Just make sure all your bait hives have good chee, (also, sometimes translated as "qi" or "chi") and it won't matter where you put your bait hives. They will all become occupied.

cchoganjr


----------



## Harley Craig (Sep 18, 2012)

Ben Franklin said:


> Try this, I know you will think I am crazy but give it try. Take two metal cloths hangers and straighten them and make handles out of one end of each. hold them out in front of you and walk around your area you have your swarm traps? If the rods cross each other mark that spot. Is it near your bait boxes?? If not move the bait box and see what happens.
> 
> I did this and found out my yard (and where I have caught 4 swarms so far this year) is sitting right on a line that the rods crossed.


And if you dig there you will find water .......OR maybe a sewer line lol


----------



## Ben Franklin (May 3, 2011)

nope not either one, I set up on top of a hill. Water is hard to find.


----------



## Cleo C. Hogan Jr (Feb 27, 2010)

Harley Craig said:


> And if you dig there you will find water .......OR maybe a sewer line lol


The controlled experiments on Ley Lines/Water Witching, indicate you will find nothing, with consistency, that is anything other than chance. 

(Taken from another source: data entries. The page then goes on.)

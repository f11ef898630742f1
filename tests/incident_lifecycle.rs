use serde_json::json;
use std::io::{BufRead, BufReader, Write};
use std::path::PathBuf;
use std::process::{Child, ChildStdin, ChildStdout, Command, Stdio};
use std::time::{SystemTime, UNIX_EPOCH};

fn temp_dir(prefix: &str) -> PathBuf {
    let p = std::env::temp_dir().join(format!(
        "{}-{}",
        prefix,
        SystemTime::now()
            .duration_since(UNIX_EPOCH)
            .expect("clock")
            .as_nanos()
    ));
    std::fs::create_dir_all(&p).expect("create temp dir");
    p
}

fn spawn_sidecar() -> (Child, ChildStdin, BufReader<ChildStdout>) {
    let exe = env!("CARGO_BIN_EXE_custodyd");
    let mut child = Command::new(exe)
        .stdin(Stdio::piped())
        .stdout(Stdio::piped())
        .stderr(Stdio::null())
        .spawn()
        .expect("spawn custodyd");
    let stdin = child.stdin.take().expect("child stdin");
    let stdout = child.stdout.take().expect("child stdout");
    (child, stdin, BufReader::new(stdout))
}

struct Harness {
    child: Child,
    stdin: ChildStdin,
    reader: BufReader<ChildStdout>,
    workspace: PathBuf,
    next_id: u64,
}

impl Harness {
    fn new(prefix: &str) -> Harness {
        let workspace = temp_dir(prefix);
        let (child, stdin, reader) = spawn_sidecar();
        let mut h = Harness {
            child,
            stdin,
            reader,
            workspace,
            next_id: 1,
        };
        let ws = h.workspace.to_string_lossy().to_string();
        h.ok("workspace.select", json!({ "path": ws }));
        h
    }

    fn raw(&mut self, method: &str, params: serde_json::Value) -> serde_json::Value {
        let id = format!("r{}", self.next_id);
        self.next_id += 1;
        let payload = json!({ "id": id, "method": method, "params": params });
        writeln!(self.stdin, "{}", payload).expect("write request");
        self.stdin.flush().expect("flush request");
        let mut line = String::new();
        self.reader.read_line(&mut line).expect("read response line");
        let value: serde_json::Value =
            serde_json::from_str(line.trim()).expect("parse response json");
        assert_eq!(value.get("id").and_then(|v| v.as_str()), Some(id.as_str()));
        value
    }

    fn ok(&mut self, method: &str, params: serde_json::Value) -> serde_json::Value {
        let value = self.raw(method, params);
        assert_eq!(
            value.get("ok").and_then(|v| v.as_bool()),
            Some(true),
            "{} failed: {}",
            method,
            value
        );
        value.get("result").cloned().expect("result present")
    }

    fn err_code(&mut self, method: &str, params: serde_json::Value) -> String {
        let value = self.raw(method, params);
        assert_eq!(
            value.get("ok").and_then(|v| v.as_bool()),
            Some(false),
            "{} unexpectedly succeeded: {}",
            method,
            value
        );
        value
            .get("error")
            .and_then(|e| e.get("code"))
            .and_then(|v| v.as_str())
            .expect("error code")
            .to_string()
    }

    fn str_of(result: &serde_json::Value, key: &str) -> String {
        result
            .get(key)
            .and_then(|v| v.as_str())
            .unwrap_or_else(|| panic!("missing {}", key))
            .to_string()
    }

    fn finish(mut self) {
        drop(self.stdin);
        let _ = self.child.wait();
        let _ = std::fs::remove_dir_all(self.workspace);
    }
}

#[test]
fn incident_status_set_is_flat() {
    let mut h = Harness::new("incident-flat");
    let reporter = h.ok(
        "users.create",
        json!({
            "name": "Reporter",
            "email": "reporter@incident.test",
            "role": "invigilator"
        }),
    );
    let reporter_id = Harness::str_of(&reporter, "userId");

    let incident = h.ok(
        "incidents.create",
        json!({
            "actorId": reporter_id,
            "title": "Phone found under desk",
            "description": "Candidate in seat 14 had a phone taped under the desk.",
            "category": "malpractice",
            "severity": "high"
        }),
    );
    let incident_id = Harness::str_of(&incident, "incidentId");
    assert_eq!(incident.get("status").and_then(|v| v.as_str()), Some("reported"));

    // Any status is reachable from any other, including backwards.
    for status in ["closed", "investigating", "escalated", "resolved", "reported"] {
        let result = h.ok(
            "incidents.updateStatus",
            json!({
                "actorId": reporter_id,
                "incidentId": incident_id,
                "status": status
            }),
        );
        assert_eq!(result.get("status").and_then(|v| v.as_str()), Some(status));
    }

    let code = h.err_code(
        "incidents.updateStatus",
        json!({
            "actorId": reporter_id,
            "incidentId": incident_id,
            "status": "shredded"
        }),
    );
    assert_eq!(code, "bad_params");

    h.finish();
}

#[test]
fn incident_detail_carries_comments_and_timeline() {
    let mut h = Harness::new("incident-detail");
    let reporter = h.ok(
        "users.create",
        json!({
            "name": "Detail Reporter",
            "email": "detail.reporter@incident.test",
            "role": "faculty_officer"
        }),
    );
    let reporter_id = Harness::str_of(&reporter, "userId");

    let incident = h.ok(
        "incidents.create",
        json!({
            "actorId": reporter_id,
            "title": "Projector failure",
            "description": "Hall projector died mid-briefing.",
            "category": "equipment",
            "severity": "low"
        }),
    );
    let incident_id = Harness::str_of(&incident, "incidentId");

    h.ok(
        "incidents.commentAdd",
        json!({
            "actorId": reporter_id,
            "incidentId": incident_id,
            "body": "Facilities notified."
        }),
    );
    h.ok(
        "incidents.updateStatus",
        json!({
            "actorId": reporter_id,
            "incidentId": incident_id,
            "status": "investigating"
        }),
    );

    let detail = h.ok("incidents.get", json!({ "incidentId": incident_id }));
    let comments = detail
        .get("comments")
        .and_then(|v| v.as_array())
        .expect("comments");
    assert_eq!(comments.len(), 1);
    assert_eq!(
        comments[0].get("body").and_then(|v| v.as_str()),
        Some("Facilities notified.")
    );
    assert_eq!(
        comments[0].get("authorName").and_then(|v| v.as_str()),
        Some("Detail Reporter")
    );

    let timeline = detail
        .get("timeline")
        .and_then(|v| v.as_array())
        .expect("timeline");
    let actions: Vec<&str> = timeline
        .iter()
        .filter_map(|e| e.get("action").and_then(|v| v.as_str()))
        .collect();
    assert!(actions.contains(&"incidents.create"));
    assert!(actions.contains(&"incidents.commentAdd"));
    assert!(actions.contains(&"incidents.updateStatus"));

    h.finish();
}

#[test]
fn incident_filters_and_validation() {
    let mut h = Harness::new("incident-filters");
    let reporter = h.ok(
        "users.create",
        json!({
            "name": "Filter Reporter",
            "email": "filter.reporter@incident.test",
            "role": "lecturer"
        }),
    );
    let reporter_id = Harness::str_of(&reporter, "userId");

    for (title, severity) in [("Late start", "low"), ("Collapsed candidate", "critical")] {
        h.ok(
            "incidents.create",
            json!({
                "actorId": reporter_id,
                "title": title,
                "description": "details",
                "category": "health",
                "severity": severity
            }),
        );
    }

    let critical = h.ok("incidents.list", json!({ "severity": "critical" }));
    let incidents = critical
        .get("incidents")
        .and_then(|v| v.as_array())
        .expect("incidents");
    assert_eq!(incidents.len(), 1);
    assert_eq!(
        incidents[0].get("title").and_then(|v| v.as_str()),
        Some("Collapsed candidate")
    );

    let code = h.err_code(
        "incidents.create",
        json!({
            "actorId": reporter_id,
            "title": "Bad category",
            "description": "x",
            "category": "weather",
            "severity": "low"
        }),
    );
    assert_eq!(code, "bad_params");

    let code = h.err_code(
        "incidents.create",
        json!({
            "actorId": "ghost",
            "title": "No reporter",
            "description": "x",
            "category": "other",
            "severity": "low"
        }),
    );
    assert_eq!(code, "not_found");

    h.finish();
}
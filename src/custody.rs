use std::collections::HashMap;

/// Roles that can sign in to the daemon. Gating decisions live on this type
/// so handlers never branch on raw role strings.
#[derive(Debug, Clone, Copy, PartialEq, Eq)]
pub enum Role {
    Admin,
    Lecturer,
    DepartmentHead,
    Invigilator,
    FacultyOfficer,
}

impl Role {
    pub fn parse(s: &str) -> Option<Role> {
        match s {
            "admin" => Some(Role::Admin),
            "lecturer" => Some(Role::Lecturer),
            "department_head" => Some(Role::DepartmentHead),
            "invigilator" => Some(Role::Invigilator),
            "faculty_officer" => Some(Role::FacultyOfficer),
            _ => None,
        }
    }

    pub fn as_str(&self) -> &'static str {
        match self {
            Role::Admin => "admin",
            Role::Lecturer => "lecturer",
            Role::DepartmentHead => "department_head",
            Role::Invigilator => "invigilator",
            Role::FacultyOfficer => "faculty_officer",
        }
    }

    pub fn is_admin(&self) -> bool {
        matches!(self, Role::Admin)
    }

    /// Roles that may physically hold a batch and appear on either end of a
    /// transfer.
    pub fn can_hold_custody(&self) -> bool {
        matches!(
            self,
            Role::Lecturer | Role::Invigilator | Role::FacultyOfficer
        )
    }

    pub fn can_manage_sessions(&self) -> bool {
        matches!(self, Role::Admin | Role::Lecturer | Role::DepartmentHead)
    }

    pub fn can_resolve_discrepancies(&self) -> bool {
        matches!(self, Role::Admin | Role::FacultyOfficer)
    }
}

/// Batch lifecycle. The numeric rank orders the canonical progression; a
/// status update may only move to an equal or higher rank (admins excepted).
#[derive(Debug, Clone, Copy, PartialEq, Eq)]
pub enum SessionStatus {
    NotStarted,
    InProgress,
    Submitted,
    InTransit,
    WithLecturer,
    UnderGrading,
    Graded,
    Returned,
    Completed,
}

impl SessionStatus {
    pub fn parse(s: &str) -> Option<SessionStatus> {
        match s {
            "not_started" => Some(SessionStatus::NotStarted),
            "in_progress" => Some(SessionStatus::InProgress),
            "submitted" => Some(SessionStatus::Submitted),
            "in_transit" => Some(SessionStatus::InTransit),
            "with_lecturer" => Some(SessionStatus::WithLecturer),
            "under_grading" => Some(SessionStatus::UnderGrading),
            "graded" => Some(SessionStatus::Graded),
            "returned" => Some(SessionStatus::Returned),
            "completed" => Some(SessionStatus::Completed),
            _ => None,
        }
    }

    pub fn as_str(&self) -> &'static str {
        match self {
            SessionStatus::NotStarted => "not_started",
            SessionStatus::InProgress => "in_progress",
            SessionStatus::Submitted => "submitted",
            SessionStatus::InTransit => "in_transit",
            SessionStatus::WithLecturer => "with_lecturer",
            SessionStatus::UnderGrading => "under_grading",
            SessionStatus::Graded => "graded",
            SessionStatus::Returned => "returned",
            SessionStatus::Completed => "completed",
        }
    }

    pub fn rank(&self) -> u8 {
        match self {
            SessionStatus::NotStarted => 0,
            SessionStatus::InProgress => 1,
            SessionStatus::Submitted => 2,
            SessionStatus::InTransit => 3,
            SessionStatus::WithLecturer => 4,
            SessionStatus::UnderGrading => 5,
            SessionStatus::Graded => 6,
            SessionStatus::Returned => 7,
            SessionStatus::Completed => 8,
        }
    }
}

/// Forward moves (including skips and same-status no-ops) are always legal.
/// Backward moves are clerical corrections reserved for admins.
pub fn session_transition_allowed(from: SessionStatus, to: SessionStatus, actor: Role) -> bool {
    to.rank() >= from.rank() || actor.is_admin()
}

#[derive(Debug, Clone, Copy, PartialEq, Eq)]
pub enum TransferStatus {
    Pending,
    Confirmed,
    DiscrepancyReported,
    Resolved,
    Cancelled,
}

impl TransferStatus {
    pub fn parse(s: &str) -> Option<TransferStatus> {
        match s {
            "pending" => Some(TransferStatus::Pending),
            "confirmed" => Some(TransferStatus::Confirmed),
            "discrepancy_reported" => Some(TransferStatus::DiscrepancyReported),
            "resolved" => Some(TransferStatus::Resolved),
            "cancelled" => Some(TransferStatus::Cancelled),
            _ => None,
        }
    }

    pub fn as_str(&self) -> &'static str {
        match self {
            TransferStatus::Pending => "pending",
            TransferStatus::Confirmed => "confirmed",
            TransferStatus::DiscrepancyReported => "discrepancy_reported",
            TransferStatus::Resolved => "resolved",
            TransferStatus::Cancelled => "cancelled",
        }
    }
}

/// A received count equal to the expected count confirms cleanly; any
/// mismatch is a discrepancy, never a silent confirm.
pub fn confirm_outcome(exams_expected: i64, exams_received: i64) -> TransferStatus {
    if exams_received == exams_expected {
        TransferStatus::Confirmed
    } else {
        TransferStatus::DiscrepancyReported
    }
}

/// The slice of a transfer row the custody derivation needs.
#[derive(Debug, Clone)]
pub struct TransferFacts {
    pub id: String,
    pub session_id: String,
    pub from_handler_id: String,
    pub to_handler_id: String,
    pub status: TransferStatus,
    /// RFC3339; lexicographic order is chronological order.
    pub requested_at: String,
}

#[derive(Debug, Clone, Copy, PartialEq, Eq)]
pub enum CustodyState {
    InCustody,
    PendingReceipt,
    TransferInitiated,
    Unknown,
}

impl CustodyState {
    pub fn as_str(&self) -> &'static str {
        match self {
            CustodyState::InCustody => "in_custody",
            CustodyState::PendingReceipt => "pending_receipt",
            CustodyState::TransferInitiated => "transfer_initiated",
            CustodyState::Unknown => "unknown",
        }
    }
}

#[derive(Debug, Clone)]
pub struct SessionCustody {
    pub session_id: String,
    pub state: CustodyState,
    pub pending_transfer_count: usize,
    pub latest_transfer_id: String,
}

/// How the latest transfer in a session reads from one handler's point of
/// view. Cases that match neither end of the transfer are reported as
/// Unknown rather than being folded into InCustody.
pub fn classify_for_viewer(viewer_id: &str, latest: &TransferFacts) -> CustodyState {
    match latest.status {
        TransferStatus::Pending if latest.to_handler_id == viewer_id => {
            CustodyState::PendingReceipt
        }
        TransferStatus::Pending if latest.from_handler_id == viewer_id => {
            CustodyState::TransferInitiated
        }
        TransferStatus::Confirmed | TransferStatus::Resolved
            if latest.to_handler_id == viewer_id =>
        {
            CustodyState::InCustody
        }
        _ => CustodyState::Unknown,
    }
}

fn newer(a: &TransferFacts, b: &TransferFacts) -> bool {
    // Tie-break on id so the pick is stable when two requests share a stamp.
    (a.requested_at.as_str(), a.id.as_str()) > (b.requested_at.as_str(), b.id.as_str())
}

/// Group one handler's transfers by session and classify the latest per
/// group. Output is ordered newest session activity first.
pub fn derive_overview(viewer_id: &str, transfers: &[TransferFacts]) -> Vec<SessionCustody> {
    let mut latest_by_session: HashMap<&str, &TransferFacts> = HashMap::new();
    let mut pending_by_session: HashMap<&str, usize> = HashMap::new();

    for t in transfers {
        if t.status == TransferStatus::Pending {
            *pending_by_session.entry(t.session_id.as_str()).or_insert(0) += 1;
        }
        match latest_by_session.get(t.session_id.as_str()) {
            Some(cur) if !newer(t, cur) => {}
            _ => {
                latest_by_session.insert(t.session_id.as_str(), t);
            }
        }
    }

    let mut out: Vec<SessionCustody> = latest_by_session
        .values()
        .map(|latest| SessionCustody {
            session_id: latest.session_id.clone(),
            state: classify_for_viewer(viewer_id, latest),
            pending_transfer_count: pending_by_session
                .get(latest.session_id.as_str())
                .copied()
                .unwrap_or(0),
            latest_transfer_id: latest.id.clone(),
        })
        .collect();

    out.sort_by(|a, b| {
        let ka = latest_by_session
            .get(a.session_id.as_str())
            .map(|t| (t.requested_at.as_str(), t.id.as_str()));
        let kb = latest_by_session
            .get(b.session_id.as_str())
            .map(|t| (t.requested_at.as_str(), t.id.as_str()));
        kb.cmp(&ka)
    });
    out
}

/// Current custodian of one session: the receiving handler on the most
/// recently requested CONFIRMED transfer, or none before first confirmation.
pub fn current_custodian<'a>(transfers: &'a [TransferFacts]) -> Option<&'a str> {
    transfers
        .iter()
        .filter(|t| t.status == TransferStatus::Confirmed)
        .fold(None::<&TransferFacts>, |best, t| match best {
            Some(b) if !newer(t, b) => Some(b),
            _ => Some(t),
        })
        .map(|t| t.to_handler_id.as_str())
}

http://www.skepdic.com/dowsing.html


cchoganjr


----------



## Rick 1456 (Jun 22, 2010)

Based on my reading and understanding of Tom Seeleys work, yes. The Bees check out and "vote" on all the prospective new homes. It takes time. If the bait boxes all have the same chi, it can/may make reaching consensus a little more time consuming. He discussed one swarm where this happened and the swarm was delayed in leaving. When if finally did, it spit in mid air. Apparently, there was a split decision  JMHO, if you are interested in swarm dynamics, his book "Honey Bee Democracy" is a good read. I've enjoyed it so far and lots of good info.
Rick


----------



## Daniel Y (Sep 12, 2011)

How would you explain that 4 swarms settled in the same tree in the same spot over a two month period of time? Two of which I might explain myself came close enough together that odor from the first may have been an attractant. but not the other two.


----------



## Harley Craig (Sep 18, 2012)

Cleo C. Hogan Jr said:


> The controlled experiments on Ley Lines/Water Witching, indicate you will find nothing, with consistency, that is anything other than chance.
> 
> http://www.skepdic.com/dowsing.html
> 
> ...


I could say the same thing about people using electromagnetic locators as well


----------



## Sour Kraut (Jun 17, 2012)

"The Bees check out and "vote" on all the prospective new homes. It takes time"

especially if lawyer bees and judge bees get involved

and heaven forbid any stuffed boxes or hanging chads


----------



## postman (Jun 2, 2013)

I must say Ben YOUR post is beewitching!


----------



## Adam Foster Collins (Nov 4, 2009)

Daniel Y said:


> How would you explain that 4 swarms settled in the same tree in the same spot over a two month period of time?...


Not to discount any theories, but it could just be that that oak tree appeals to a honeybee sensitivity. There are likely many things we don't understand about the way the perceive the world, and that tree could simply fit a number of criteria for places they like to settle.

Could be ley lines... Could be any number of other issues. I guess the point is, that none of us has sufficient understanding to say with any degree of certainty.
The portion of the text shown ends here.